Неизвестно, насколько фактически достоверен этот эпизод, однако сама атмосфера чувства наверняка передана верно: Некрасов долго добивался Панаевой и произвел на нее впечатление каким-то неоспоримым доказательством настоящей страсти. Рассказ Колбасина открывает страстную сторону натуры Некрасова, мало бросавшуюся в глаза даже хорошо знавшим его людям, однако умалчивает о конкретном продолжении и вообще стыдливо избегает подробностей этой «награды». То, что Панаева наконец «сдалась» другу семьи, возможно, не было для нее исключительным событием (естественно, у нас нет никаких прав утверждать это). Несомненно, внове было то, что Некрасов хотел не одноразовой, короткой победы — он хотел «владеть» Авдотьей Яковлевной, быть с ней постоянно. Сильная и страстная натура Некрасова, именно в это время устремленного к будоражащей цели — стать своего рода хозяином и распорядителем всей литературы, королем журналистики, — была противоположна легкомысленному Панаеву. Некрасов предлагал настоящую любовь, преданность и не хотел делить любимую с кем-то еще, требовал верности и от нее. Панаева была, очевидно, готова к этому и ответила согласием. Это решение, однако, ставило перед влюбленными проблему, звавшуюся «Иван Иванович Панаев».

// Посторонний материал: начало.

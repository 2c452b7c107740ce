//! Configuration for the KeyTable engine.

mod table;

pub use table::KeyTableConfig;
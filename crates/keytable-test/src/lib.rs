//! # keytable-test
//!
//! Integration tests for the KeyTable engine.
//!
//! This crate contains:
//! - Workload generators for random operation sequences
//! - A reference model that predicts row order
//! - Helpers shared by the tests under `tests/` and the benchmarks

#![warn(missing_docs)]
#![warn(clippy::all)]

/// Reference model of table ordering
pub mod model;

/// Test utilities and helpers
pub mod utils;

/// Workload generators
pub mod workload;
//! Sortable column encoding.
//!
//! A row carries an ordered sequence of [`SortColumn`]s, most significant
//! first. Each column holds comparison-ready bytes produced by an external
//! sort-key encoder, tagged with how those bytes are compared:
//!
//! - [`SortKind::Binary`]: bytes are compared lexicographically; a shorter
//!   column that is a prefix of a longer one sorts first.
//! - [`SortKind::AsciiString`]: bytes are a collation key, compared through
//!   the collator injected into the table.
//! - [`SortKind::Float64`]: bytes are a native-endian IEEE-754 double.
//!
//! The `descending` flag inverts the result of the column that decides a
//! comparison.

use bytes::Bytes;
use std::fmt;

use crate::constants::{
    FLOAT_SORT_KEY_SIZE, SORT_FLAG_DESCENDING, SORT_FLAG_FLOAT, SORT_FLAG_STRING,
};

/// How the bytes of a sort column are compared.
#[derive(Debug, Clone, Copy, PartialEq, Eq, Hash, Default)]
pub enum SortKind {
    /// Raw byte-wise comparison.
    #[default]
    Binary,
    /// Collation key comparison through the table's collator.
    AsciiString,
    /// IEEE-754 double comparison.
    Float64,
}

/// One comparison unit of a row's sort key.
///
/// The bytes are reference counted, so cloning a column (or a whole column
/// vector) does not copy the encoded data.
///
/// # Example
///
/// ```rust
/// use keytable_common::types::{SortColumn, SortKind};
///
/// let subject = SortColumn::string("re: lunch");
/// let received = SortColumn::unsigned(1_700_000_000).descending();
///
/// assert_eq!(subject.kind(), SortKind::AsciiString);
/// assert!(received.is_descending());
/// assert_eq!(received.len(), 8);
/// ```
#[derive(Clone, PartialEq, Eq, Hash)]
pub struct SortColumn {
    kind: SortKind,
    descending: bool,
    bytes: Bytes,
}

impl SortColumn {
    /// Creates a column from already encoded bytes.
    #[inline]
    #[must_use]
    pub fn new(kind: SortKind, descending: bool, bytes: impl Into<Bytes>) -> Self {
        Self {
            kind,
            descending,
            bytes: bytes.into(),
        }
    }

    /// Creates an ascending binary column.
    #[inline]
    #[must_use]
    pub fn binary(bytes: &[u8]) -> Self {
        Self::new(SortKind::Binary, false, Bytes::copy_from_slice(bytes))
    }

    /// Creates an ascending string column using the UTF-8 bytes as the
    /// collation key.
    #[inline]
    #[must_use]
    pub fn string(s: &str) -> Self {
        Self::new(SortKind::AsciiString, false, Bytes::copy_from_slice(s.as_bytes()))
    }

    /// Creates an ascending string column from a pre-computed collation key.
    #[inline]
    #[must_use]
    pub fn collation_key(key: impl Into<Bytes>) -> Self {
        Self::new(SortKind::AsciiString, false, key)
    }

    /// Creates an ascending floating point column.
    #[inline]
    #[must_use]
    pub fn float(value: f64) -> Self {
        Self::new(
            SortKind::Float64,
            false,
            Bytes::copy_from_slice(&value.to_ne_bytes()),
        )
    }

    /// Creates an ascending binary column that orders unsigned integers
    /// numerically (big-endian encoding).
    #[inline]
    #[must_use]
    pub fn unsigned(value: u64) -> Self {
        Self::new(
            SortKind::Binary,
            false,
            Bytes::copy_from_slice(&value.to_be_bytes()),
        )
    }

    /// Creates an ascending binary column that orders signed integers
    /// numerically (big-endian with the sign bit flipped).
    #[inline]
    #[must_use]
    #[allow(clippy::cast_sign_loss)]
    pub fn signed(value: i64) -> Self {
        let biased = (value as u64) ^ (1 << 63);
        Self::new(
            SortKind::Binary,
            false,
            Bytes::copy_from_slice(&biased.to_be_bytes()),
        )
    }

    /// Creates a column from a flag byte as used on the wire.
    ///
    /// `SORT_FLAG_FLOAT` takes precedence over `SORT_FLAG_STRING`.
    #[must_use]
    pub fn from_flags(flags: u8, bytes: impl Into<Bytes>) -> Self {
        let kind = if flags & SORT_FLAG_FLOAT != 0 {
            SortKind::Float64
        } else if flags & SORT_FLAG_STRING != 0 {
            SortKind::AsciiString
        } else {
            SortKind::Binary
        };
        Self::new(kind, flags & SORT_FLAG_DESCENDING != 0, bytes)
    }

    /// Returns this column with the descending flag set.
    #[inline]
    #[must_use]
    pub fn descending(mut self) -> Self {
        self.descending = true;
        self
    }

    /// Returns the flag byte describing this column.
    #[must_use]
    pub fn flags(&self) -> u8 {
        let kind = match self.kind {
            SortKind::Binary => 0,
            SortKind::AsciiString => SORT_FLAG_STRING,
            SortKind::Float64 => SORT_FLAG_FLOAT,
        };
        if self.descending {
            kind | SORT_FLAG_DESCENDING
        } else {
            kind
        }
    }

    /// Returns the comparison kind.
    #[inline]
    #[must_use]
    pub fn kind(&self) -> SortKind {
        self.kind
    }

    /// Returns true if the column sorts in descending order.
    #[inline]
    #[must_use]
    pub fn is_descending(&self) -> bool {
        self.descending
    }

    /// Returns the encoded bytes.
    #[inline]
    #[must_use]
    pub fn as_bytes(&self) -> &[u8] {
        &self.bytes
    }

    /// Returns the underlying `Bytes`.
    #[inline]
    #[must_use]
    pub fn as_raw(&self) -> &Bytes {
        &self.bytes
    }

    /// Returns the encoded length in bytes.
    #[inline]
    #[must_use]
    pub fn len(&self) -> usize {
        self.bytes.len()
    }

    /// Returns true if the encoded value is empty.
    #[inline]
    #[must_use]
    pub fn is_empty(&self) -> bool {
        self.bytes.is_empty()
    }

    /// Decodes a `Float64` column. Returns `None` for other kinds or when the
    /// encoded length is not 8 bytes.
    #[must_use]
    pub fn as_f64(&self) -> Option<f64> {
        if self.kind != SortKind::Float64 {
            return None;
        }
        let raw: [u8; FLOAT_SORT_KEY_SIZE] = self.bytes.as_ref().try_into().ok()?;
        Some(f64::from_ne_bytes(raw))
    }
}

impl fmt::Debug for SortColumn {
    fn fmt(&self, f: &mut fmt::Formatter<'_>) -> fmt::Result {
        let dir = if self.descending { "desc" } else { "asc" };
        match self.kind {
            SortKind::Float64 => match self.as_f64() {
                Some(v) => write!(f, "Float64({v}, {dir})"),
                None => write!(f, "Float64(<{} bytes>, {dir})", self.len()),
            },
            SortKind::AsciiString => match std::str::from_utf8(&self.bytes) {
                Ok(s) => write!(f, "AsciiString({s:?}, {dir})"),
                Err(_) => write!(f, "AsciiString({:02x?}, {dir})", self.bytes.as_ref()),
            },
            SortKind::Binary => write!(f, "Binary({:02x?}, {dir})", self.bytes.as_ref()),
        }
    }
}
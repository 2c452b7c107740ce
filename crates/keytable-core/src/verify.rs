//! Integrity checker.
//!
//! Walks the whole tree and reports the first broken structural invariant.
//! O(n); meant for tests and debugging, not for hot paths.

use std::cmp::Ordering;

use keytable_common::error::{KeyTableError, KeyTableResult};

use crate::row::NodeId;
use crate::tree::TableInner;

const SENTINEL: NodeId = NodeId::SENTINEL;

fn violation(reason: String) -> KeyTableError {
    tracing::warn!("Integrity check failed: {}", reason);
    KeyTableError::corrupted(reason)
}

impl TableInner {
    /// Checks links, counts, heights, balance, order, the identity index,
    /// the cursor and the bookmarks.
    pub(crate) fn verify(&self) -> KeyTableResult<()> {
        let sentinel = &self.arena[SENTINEL];
        if !sentinel.sentinel || sentinel.hidden || sentinel.left.is_some() {
            return Err(violation("malformed sentinel".to_string()));
        }

        let mut visited = 0usize;
        let (visible, height) = match self.root() {
            Some(root) => {
                let row = &self.arena[root];
                if row.parent != Some(SENTINEL) || row.is_left {
                    return Err(violation(format!("root {} not linked to sentinel", row.key)));
                }
                self.verify_subtree(root, &mut visited)?
            }
            None => (0, 0),
        };

        if sentinel.visible != visible || sentinel.height != height {
            return Err(violation(format!(
                "sentinel counts {}/{} expected {}/{}",
                sentinel.visible, sentinel.height, visible, height
            )));
        }

        if visited != self.arena.len() || visited != self.index.len() {
            return Err(violation(format!(
                "{} reachable rows, {} allocated, {} indexed",
                visited,
                self.arena.len(),
                self.index.len()
            )));
        }

        for (key, &id) in &self.index {
            match self.arena.get(id) {
                Some(row) if row.key == *key => {}
                _ => return Err(violation(format!("index entry {key} is stale"))),
            }
        }

        self.verify_order()?;

        if let Some(id) = self.cursor {
            if self.arena.get(id).is_none() {
                return Err(violation(format!("cursor on freed node {id:?}")));
            }
        }
        for (id, bookmark) in &self.bookmarks {
            if let Some(node) = bookmark.position {
                if self.arena.get(node).is_none() {
                    return Err(violation(format!("bookmark {id} on freed node {node:?}")));
                }
            }
        }

        Ok(())
    }

    /// Returns the subtree's visible count and height.
    fn verify_subtree(&self, id: NodeId, visited: &mut usize) -> KeyTableResult<(u32, u32)> {
        *visited += 1;
        if *visited > self.arena.len() {
            return Err(violation("cycle in tree links".to_string()));
        }

        let row = &self.arena[id];
        if row.sentinel {
            return Err(violation(format!("sentinel reachable below {id:?}")));
        }

        let mut child_counts = [(0, 0); 2];
        for (slot, (child, is_left)) in [(row.left, true), (row.right, false)]
            .into_iter()
            .enumerate()
        {
            let Some(child) = child else { continue };
            let child_row = self
                .arena
                .get(child)
                .ok_or_else(|| violation(format!("row {} links to freed node", row.key)))?;
            if child_row.parent != Some(id) || child_row.is_left != is_left {
                return Err(violation(format!(
                    "row {} has inconsistent parent link",
                    child_row.key
                )));
            }
            child_counts[slot] = self.verify_subtree(child, visited)?;
        }

        let [(left_visible, left_height), (right_visible, right_height)] = child_counts;
        let visible = u32::from(!row.hidden) + left_visible + right_visible;
        let height = 1 + left_height.max(right_height);

        if row.visible != visible || row.height != height {
            return Err(violation(format!(
                "row {} counts {}/{} expected {}/{}",
                row.key, row.visible, row.height, visible, height
            )));
        }
        if left_height.abs_diff(right_height) > 1 {
            return Err(violation(format!(
                "row {} unbalanced ({} vs {})",
                row.key, left_height, right_height
            )));
        }

        Ok((visible, height))
    }

    fn verify_order(&self) -> KeyTableResult<()> {
        let mut prev: Option<NodeId> = None;
        let mut cur = self.step_next(Some(SENTINEL));
        while let Some(id) = cur {
            if let Some(prev) = prev {
                let (a, b) = (&self.arena[prev], &self.arena[id]);
                if self.comparator.compare(&a.columns, &b.columns, false) == Ordering::Greater {
                    return Err(violation(format!("row {} sorts after {}", a.key, b.key)));
                }
            }
            prev = Some(id);
            cur = self.step_next(cur);
        }
        Ok(())
    }
}

#[cfg(test)]
mod tests {
    use super::*;
    use crate::tree::tests::{cols, key, table};

    fn filled() -> TableInner {
        let mut t = table();
        for (n, s) in [(1, "d"), (2, "b"), (3, "f"), (4, "a"), (5, "c")] {
            t.upsert(key(n), cols(s), false).unwrap();
        }
        t
    }

    #[test]
    fn test_valid_tables_pass() {
        assert!(table().verify().is_ok());
        assert!(filled().verify().is_ok());
    }

    #[test]
    fn test_detects_bad_count() {
        let mut t = filled();
        let id = t.lookup(key(4)).unwrap();
        t.arena[id].visible = 7;
        let err = t.verify().unwrap_err();
        assert!(matches!(err, KeyTableError::Corrupted { .. }));
    }

    #[test]
    fn test_detects_unsynced_hidden_flag() {
        let mut t = filled();
        let id = t.lookup(key(2)).unwrap();
        t.arena[id].hidden = true;
        assert!(t.verify().is_err());
        t.update_counts(id);
        assert!(t.verify().is_ok());
    }

    #[test]
    fn test_detects_bad_order() {
        let mut t = filled();
        let id = t.lookup(key(4)).unwrap();
        t.arena[id].columns = cols("zzz");
        let err = t.verify().unwrap_err();
        assert!(err.to_string().contains("sorts after"));
    }

    #[test]
    fn test_detects_stale_index() {
        let mut t = filled();
        let id = t.lookup(key(1)).unwrap();
        t.index.insert(key(9), id);
        assert!(t.verify().is_err());
    }

    #[test]
    fn test_detects_bad_parent_link() {
        let mut t = filled();
        let root = t.root().unwrap();
        let child = t.arena[root].left.unwrap();
        t.arena[child].is_left = false;
        assert!(t.verify().is_err());
    }
}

Дело было, конечно, не в самой измене, кратковременной или длительной связи. Само слово «измена», видимо, уже не имело какого-то смысла, в том числе морального, в их семье. Проблема вытекала из желания Некрасова и Панаевой жить (во всех смыслах) вместе. Что тогда делать с Панаевым? Мы полагаем, что решение этого вопроса принималось исключительно Некрасовым и Авдотьей Яковлевной. Развод был делом сложным и скандальным, но возможным, и для Некрасова с его страстью и энергией не составило бы труда заставить Панаеву добиться его. Думается, такое решение было отклонено из-за Ивана Ивановича — из-за жалости и, может быть, остаточной любви, которую сохраняла к нему жена, и из-за сложившихся партнерских отношений между ним и Некрасовым, которые только укрепились благодаря панаевскому вкладу в финансирование «Современника». Возможность же жизни втроем предполагалась идеологией круга, к которому они принадлежали. Образцами для них могли выступить и обожаемые Белинским и Некрасовым романы Жорж Санд, и биография самой их сочинительницы баронессы Авроры Дюдеван, и жизнь прототипа целого ряда жорж-сандовских героинь Полины Виардо-Гарсиа, уже в 1843 году вошедшей в русскую литературу через запутанную историю с Тургеневым. Такие отношения, были уверены и Некрасов, и Панаева, были просто обязаны принять и одобрить все члены круга Белинского. Можно было, конечно, заранее предвидеть и издержки такого разрешения проблемы, обусловленные тем, что жизнь не ограничивается этим кругом и придется общаться и иметь серьезные дела и с людьми, для которых такие отношения не являются морально и социально приемлемыми. Однако и здесь можно было надеяться на то, что все участники найдут достаточно такта и социальных навыков, чтобы сделать такие издержки минимальными. Об издержках психологических, очевидно, в таких случаях думают мало.
Решение было предложено Панаеву: ему предоставлялась полная свобода в обмен на функции официального мужа Панаевой при сохранении дружеских и деловых отношений с Некрасовым. Он согласился. Вернувшись в августе 1846 года из Казани в Петербург, Панаевы поселяются в общей с Некрасовым квартире на Фонтанке, между Аничковым и Семеновским мостами, в доме княгини Урусовой.